We recently reported that cyclooxygenase (COX)-2 expression was up-regulated in the rat small intestine after administration of indomethacin, and this may be a key to nonsteroidal anti-inflammatory drug (NSAID)-induced intestinal damage. In the present study, we investigated the effect of inhibiting COX-1 or COX-2 on various intestinal events occurring in association with NSAID-induced intestinal damage.
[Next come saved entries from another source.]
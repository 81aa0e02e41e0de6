use std::sync::Mutex;

use chrono::{DateTime, Utc};

use super::{
    apply_reorder, apply_spec, insert_definition, remove_definition, ProcessStore, StoreError,
};
use crate::models::{sort_by_sequence, ProcessDefinition, ProcessSpec, SequenceUpdate};

/// 测试用内存存储，可模拟写入失败
#[derive(Default)]
pub struct MemoryStore {
    processes: Mutex<Vec<ProcessDefinition>>,
    pub fail_writes: bool,
}

impl MemoryStore {
    pub fn new(processes: Vec<ProcessDefinition>) -> Self {
        Self {
            processes: Mutex::new(processes),
            fail_writes: false,
        }
    }

    pub fn failing_writes(processes: Vec<ProcessDefinition>) -> Self {
        Self {
            processes: Mutex::new(processes),
            fail_writes: true,
        }
    }

    fn modify<T, F>(&self, apply: F) -> Result<T, StoreError>
    where
        F: FnOnce(&mut Vec<ProcessDefinition>) -> Result<T, StoreError>,
    {
        if self.fail_writes {
            return Err(StoreError::Unavailable("writes disabled".to_string()));
        }
        apply(&mut self.processes.lock().unwrap())
    }

    fn update_one<F>(&self, id: i64, apply: F) -> Result<(), StoreError>
    where
        F: FnOnce(&mut ProcessDefinition),
    {
        self.modify(|processes| {
            let definition = processes
                .iter_mut()
                .find(|d| d.id == id)
                .ok_or(StoreError::Missing(id))?;
            apply(definition);
            Ok(())
        })
    }
}

impl ProcessStore for MemoryStore {
    fn definitions(&self) -> Result<Vec<ProcessDefinition>, StoreError> {
        let mut processes = self.processes.lock().unwrap().clone();
        sort_by_sequence(&mut processes);
        Ok(processes)
    }

    fn definition(&self, id: i64) -> Result<Option<ProcessDefinition>, StoreError> {
        Ok(self.processes.lock().unwrap().iter().find(|d| d.id == id).cloned())
    }

    fn update_start_time(&self, id: i64, timestamp: DateTime<Utc>) -> Result<(), StoreError> {
        self.update_one(id, |d| d.start_time = Some(timestamp))
    }

    fn update_end_time(&self, id: i64, timestamp: DateTime<Utc>) -> Result<(), StoreError> {
        self.update_one(id, |d| d.end_time = Some(timestamp))
    }

    fn create(&self, spec: &ProcessSpec) -> Result<ProcessDefinition, StoreError> {
        self.modify(|processes| Ok(insert_definition(processes, spec)))
    }

    fn update(&self, id: i64, spec: &ProcessSpec) -> Result<ProcessDefinition, StoreError> {
        self.modify(|processes| apply_spec(processes, id, spec))
    }

    fn delete(&self, id: i64) -> Result<(), StoreError> {
        self.modify(|processes| remove_definition(processes, id))
    }

    fn reorder(&self, updates: &[SequenceUpdate]) -> Result<(), StoreError> {
        self.modify(|processes| apply_reorder(processes, updates))
    }
}
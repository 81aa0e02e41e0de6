use std::io;
use std::sync::Arc;
use std::time::Duration;

use tokio::time::{sleep, Instant};

use crate::error::AgentError;
use crate::services::matcher::ProcessMatcher;

#[cfg(unix)]
mod unix;
#[cfg(windows)]
mod windows;

#[cfg(unix)]
pub use unix::SignalTerminator;
#[cfg(windows)]
pub use windows::TaskkillTerminator;

/// 退出确认的轮询间隔
const EXIT_POLL_INTERVAL: Duration = Duration::from_millis(100);

/// 平台相关的进程终止能力
///
/// 目标进程已不存在时应返回 `Ok(())`。
pub trait Terminator: Send + Sync {
    /// 请求进程自行退出（SIGTERM 或等价方式）
    fn request_stop(&self, pid: u32) -> io::Result<()>;

    /// 强制结束进程（SIGKILL 或等价方式）
    fn force_kill(&self, pid: u32) -> io::Result<()>;
}

/// 当前平台的终止实现
pub fn platform_terminator() -> Box<dyn Terminator> {
    #[cfg(unix)]
    {
        Box::new(SignalTerminator)
    }
    #[cfg(windows)]
    {
        Box::new(TaskkillTerminator)
    }
}

/// 两阶段终止的等待时间
#[derive(Debug, Clone, Copy, PartialEq, Eq)]
pub struct EscalationPolicy {
    /// 发送终止请求后的等待时间
    pub grace_period: Duration,
    /// 强制结束后的等待时间
    pub kill_wait: Duration,
}

impl Default for EscalationPolicy {
    fn default() -> Self {
        Self {
            grace_period: Duration::from_secs(5),
            kill_wait: Duration::from_secs(2),
        }
    }
}

/// 停止所有与配置路径匹配的进程
pub struct ProcessTerminator {
    matcher: ProcessMatcher,
    terminator: Arc<dyn Terminator>,
    policy: EscalationPolicy,
}

#[derive(Debug, Clone, Copy)]
enum Action {
    RequestStop,
    ForceKill,
}

impl ProcessTerminator {
    pub fn new(
        matcher: ProcessMatcher,
        terminator: Box<dyn Terminator>,
        policy: EscalationPolicy,
    ) -> Self {
        Self {
            matcher,
            terminator: Arc::from(terminator),
            policy,
        }
    }

    /// 对每个匹配进程独立执行终止流程；任一失败都不会中断其余进程，
    /// 返回最后一个错误
    pub async fn stop(&self, path: &str) -> Result<(), AgentError> {
        let targets = self.matcher.find_matches(path).await?;
        if targets.is_empty() {
            return Err(AgentError::NotFound(path.to_string()));
        }

        let mut last_err = None;
        for target in &targets {
            match self.escalate(path, target.pid).await {
                Ok(()) => log::info!("Process terminated: {} (PID {})", path, target.pid),
                Err(e) => {
                    log::error!("Failed to terminate process {}: {}", target.pid, e);
                    last_err = Some(e);
                }
            }
        }

        match last_err {
            Some(e) => Err(e),
            None => Ok(()),
        }
    }

    async fn escalate(&self, path: &str, pid: u32) -> Result<(), AgentError> {
        match self.send(Action::RequestStop, pid).await {
            Ok(()) => {
                if self.wait_for_exit(pid, self.policy.grace_period).await {
                    return Ok(());
                }
                log::warn!(
                    "Process {} did not exit within {:?}, forcing termination",
                    pid,
                    self.policy.grace_period
                );
            }
            Err(e) => log::warn!(
                "Stop request to process {} failed ({}), forcing termination",
                pid,
                e
            ),
        }

        self.send(Action::ForceKill, pid)
            .await
            .map_err(|e| AgentError::TerminationFailed {
                path: path.to_string(),
                pid,
                reason: format!("forced kill failed: {e}"),
            })?;

        if self.wait_for_exit(pid, self.policy.kill_wait).await {
            Ok(())
        } else {
            Err(AgentError::TerminationFailed {
                path: path.to_string(),
                pid,
                reason: format!("still running {:?} after forced kill", self.policy.kill_wait),
            })
        }
    }

    /// 信号发送可能调用外部命令（taskkill），放到阻塞线程池执行
    async fn send(&self, action: Action, pid: u32) -> io::Result<()> {
        let terminator = Arc::clone(&self.terminator);

        tokio::task::spawn_blocking(move || match action {
            Action::RequestStop => terminator.request_stop(pid),
            Action::ForceKill => terminator.force_kill(pid),
        })
        .await
        .map_err(io::Error::other)?
    }

    async fn wait_for_exit(&self, pid: u32, timeout: Duration) -> bool {
        let deadline = Instant::now() + timeout;
        loop {
            if !self.matcher.inventory().is_alive(pid) {
                return true;
            }
            if Instant::now() >= deadline {
                return false;
            }
            sleep(EXIT_POLL_INTERVAL.min(timeout)).await;
        }
    }
}
pub mod metrics;
pub mod server;

pub use metrics::get_metrics;
pub use server::{
    create_process, delete_process, get_process, get_process_status, list_processes,
    reorder_processes, start_all_processes, start_process, stop_all_processes, stop_process,
    update_process,
};

use actix_web::error::InternalError;
use actix_web::http::StatusCode;
use actix_web::{web, HttpResponse, Responder, ResponseError};

use crate::error::{AgentError, ErrorKind};

/// 注册所有路由
pub fn configure(cfg: &mut web::ServiceConfig) {
    cfg.app_data(json_config())
        .route("/api/server/processes", web::get().to(list_processes))
        .route("/api/server/processes", web::post().to(create_process))
        .route("/api/server/processes/reorder", web::post().to(reorder_processes))
        .route("/api/server/processes/{id}", web::get().to(get_process))
        .route("/api/server/processes/{id}", web::put().to(update_process))
        .route("/api/server/processes/{id}", web::delete().to(delete_process))
        .route("/api/server/start", web::post().to(start_all_processes))
        .route("/api/server/stop", web::post().to(stop_all_processes))
        .route("/api/server/processes/{id}/start", web::post().to(start_process))
        .route("/api/server/processes/{id}/stop", web::post().to(stop_process))
        .route("/api/server/processes/{id}/status", web::get().to(get_process_status))
        .route("/metrics", web::get().to(get_metrics))
        .route("/health", web::get().to(health));
}

pub async fn health() -> impl Responder {
    HttpResponse::Ok().json(serde_json::json!({
        "status": "healthy"
    }))
}

fn error_body(code: &str, message: String) -> serde_json::Value {
    serde_json::json!({
        "errorCode": code,
        "context": "server",
        "errors": [message]
    })
}

/// 请求体无法解析时返回统一的错误格式
fn json_config() -> web::JsonConfig {
    web::JsonConfig::default().error_handler(|err, _req| {
        log::debug!("Rejecting request body: {}", err);
        let response = HttpResponse::BadRequest()
            .json(error_body("BAD_REQUEST", "Invalid request body".to_string()));
        InternalError::from_response(err, response).into()
    })
}

impl ResponseError for AgentError {
    fn status_code(&self) -> StatusCode {
        match self.kind() {
            ErrorKind::InvalidPath
            | ErrorKind::InvalidDefinition
            | ErrorKind::NoProcessesConfigured => StatusCode::BAD_REQUEST,
            ErrorKind::DefinitionNotFound | ErrorKind::NotFound | ErrorKind::FileNotFound => {
                StatusCode::NOT_FOUND
            }
            ErrorKind::AlreadyRunning | ErrorKind::DuplicatePath | ErrorKind::ProcessRunning => {
                StatusCode::CONFLICT
            }
            ErrorKind::ReadinessTimeout => StatusCode::GATEWAY_TIMEOUT,
            _ => StatusCode::INTERNAL_SERVER_ERROR,
        }
    }

    fn error_response(&self) -> HttpResponse {
        HttpResponse::build(self.status_code())
            .json(error_body(self.kind().code(), self.to_string()))
    }
}

/// 路径参数不是合法的进程 ID
pub fn invalid_id(raw: &str) -> HttpResponse {
    log::debug!("Rejecting invalid process id '{}'", raw);
    HttpResponse::BadRequest().json(error_body("BAD_REQUEST", "Invalid process ID".to_string()))
}
use std::path::{Component, Path, PathBuf};

use crate::error::AgentError;

/// 路径比较规则
#[derive(Debug, Clone, Copy, PartialEq, Eq)]
pub enum PathStyle {
    /// 忽略大小写，统一使用反斜杠（Windows）
    CaseInsensitive,
    /// 区分大小写，统一使用正斜杠
    CaseSensitive,
}

impl PathStyle {
    pub const fn native() -> Self {
        if cfg!(windows) {
            PathStyle::CaseInsensitive
        } else {
            PathStyle::CaseSensitive
        }
    }

    fn fold(self, text: &str) -> String {
        match self {
            PathStyle::CaseInsensitive => text.to_lowercase().replace('/', "\\"),
            PathStyle::CaseSensitive => text.replace('\\', "/"),
        }
    }
}

/// 解析为绝对路径（不改变大小写）
///
/// 非 Windows 平台上文件存在时会解析符号链接，保证与进程表里的
/// 可执行文件路径一致；否则只做词法清理（`.`、`..`、多余分隔符）。
pub fn resolve(path: &str) -> Result<PathBuf, AgentError> {
    if path.trim().is_empty() {
        return Err(AgentError::invalid_path(path, "path is empty"));
    }

    let absolute = std::path::absolute(path)
        .map_err(|e| AgentError::invalid_path(path, format!("failed to get absolute path: {e}")))?;

    if cfg!(windows) {
        return Ok(lexical_clean(&absolute));
    }

    Ok(std::fs::canonicalize(&absolute).unwrap_or_else(|_| lexical_clean(&absolute)))
}

/// 没有扩展名的可执行文件在该平台上默认补全的扩展名
#[cfg(windows)]
pub const DEFAULT_EXECUTABLE_EXTENSION: Option<&str> = Some("exe");
#[cfg(not(windows))]
pub const DEFAULT_EXECUTABLE_EXTENSION: Option<&str> = None;

/// 解析为实际被启动的文件路径：Windows 上 `GatewaySrv` 指向 `GatewaySrv.exe`
pub fn resolve_executable(path: &str) -> Result<PathBuf, AgentError> {
    Ok(with_default_extension(resolve(path)?, DEFAULT_EXECUTABLE_EXTENSION))
}

fn with_default_extension(path: PathBuf, extension: Option<&str>) -> PathBuf {
    match extension {
        Some(ext) if path.extension().is_none() => path.with_extension(ext),
        _ => path,
    }
}

/// 生成用于相等比较的规范化路径字符串
pub fn normalize(path: &str) -> Result<String, AgentError> {
    normalize_with(path, PathStyle::native())
}

pub fn normalize_with(path: &str, style: PathStyle) -> Result<String, AgentError> {
    let resolved = resolve(path)?;
    Ok(style.fold(&resolved.to_string_lossy()))
}

/// 规范化命令行：去掉引号和首尾空白，再按平台规则统一大小写/分隔符
pub fn normalize_command_line(command_line: &str) -> String {
    normalize_command_line_with(command_line, PathStyle::native())
}

pub fn normalize_command_line_with(command_line: &str, style: PathStyle) -> String {
    let unquoted: String = command_line.chars().filter(|c| *c != '"').collect();
    style.fold(unquoted.trim())
}

fn lexical_clean(path: &Path) -> PathBuf {
    let mut cleaned = PathBuf::new();
    for component in path.components() {
        match component {
            Component::CurDir => {}
            Component::ParentDir => {
                // 根目录之上没有父目录
                let at_root = matches!(
                    cleaned.components().next_back(),
                    None | Some(Component::RootDir | Component::Prefix(_))
                );
                if !at_root {
                    cleaned.pop();
                }
            }
            other => cleaned.push(other.as_os_str()),
        }
    }
    cleaned
}
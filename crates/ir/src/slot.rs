//! Stack slot definitions.
//!
//! A [`StackSlot`] identifies what logically occupies one position of the
//! operand stack. Slot equality is structural; the "junk matches anything"
//! rule applies only to target-role slots and lives in the layout
//! compatibility predicate, not here.

use core::fmt;

use crate::U256;

/// An opaque reference to a named variable.
#[derive(Debug, Clone, PartialEq, Eq, PartialOrd, Ord, Copy, Hash)]
pub struct VariableId(pub u32);
cranelift_entity::entity_impl!(VariableId);

/// An opaque reference to a pending call site.
#[derive(Debug, Clone, PartialEq, Eq, PartialOrd, Ord, Copy, Hash)]
pub struct CallSiteId(pub u32);
cranelift_entity::entity_impl!(CallSiteId);

/// What logically sits in one stack position.
#[derive(Debug, Clone, Copy, PartialEq, Eq, Hash)]
pub enum StackSlot {
    /// Return address pushed for a specific pending call site.
    CallRetAddr { call: CallSiteId },

    /// Return address of the current function, not tied to any call site.
    FuncRetAddr,

    /// The current value of a variable.
    Var(VariableId),

    /// A constant.
    Imm(U256),

    /// The `index`-th result of a pending call, not yet consumed.
    CallRet { call: CallSiteId, index: u32 },

    /// A position whose content is irrelevant.
    Junk,
}

impl StackSlot {
    pub fn is_junk(&self) -> bool {
        matches!(self, Self::Junk)
    }
}

impl fmt::Display for StackSlot {
    fn fmt(&self, f: &mut fmt::Formatter<'_>) -> fmt::Result {
        match self {
            Self::CallRetAddr { call } => write!(f, "RET[c{}]", call.as_u32()),
            Self::FuncRetAddr => write!(f, "RET"),
            Self::Var(v) => write!(f, "v{}", v.as_u32()),
            Self::Imm(imm) => write!(f, "{imm:#x}"),
            Self::CallRet { call, index } => write!(f, "TMP[c{}, {index}]", call.as_u32()),
            Self::Junk => write!(f, "JUNK"),
        }
    }
}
Rats without fasting were treated with indomethacin, SC-560 (a selective COX-1 inhibitor), rofecoxib (a selective COX-2 inhibitor), or SC-560 plus rofecoxib, and the following parameters were examined in the small intestine: the lesion score, the enterobacterial number, myeloperoxidase (MPO) and inducible nitric-oxide synthase (iNOS) activity, and intestinal motility. Indomethacin decreased mucosal prostaglandin (PG)E2 content and caused damage in the intestine within 24 h, accompanied by an increase in intestinal contractility, bacterial numbers, and MPO as well as iNOS activity, together with the up-regulation of COX-2 and iNOS mRNA expression. Neither SC-560 nor rofecoxib alone caused intestinal damage, but their combined administration produced lesions. SC-560, but not rofecoxib, caused intestinal hypermotility, bacterial invasion, and COX-2 as well as iNOS mRNA expression, yet the iNOS and MPO activity was increased only when rofecoxib was also administered. Although SC-560 inhibited the PG production, the level of PGE2 was restored 6 h later, in a rofecoxib-dependent manner. We conclude that inhibition of COX-1, despite causing intestinal hypermotility, bacterial invasion, and iNOS expression, up-regulates the expression of COX-2, and the PGE2 produced by COX-2 counteracts deleterious events, and maintains the mucosal integrity. This sequence of events explains why intestinal damage occurs only when both COX-1 and COX-2 are inhibited.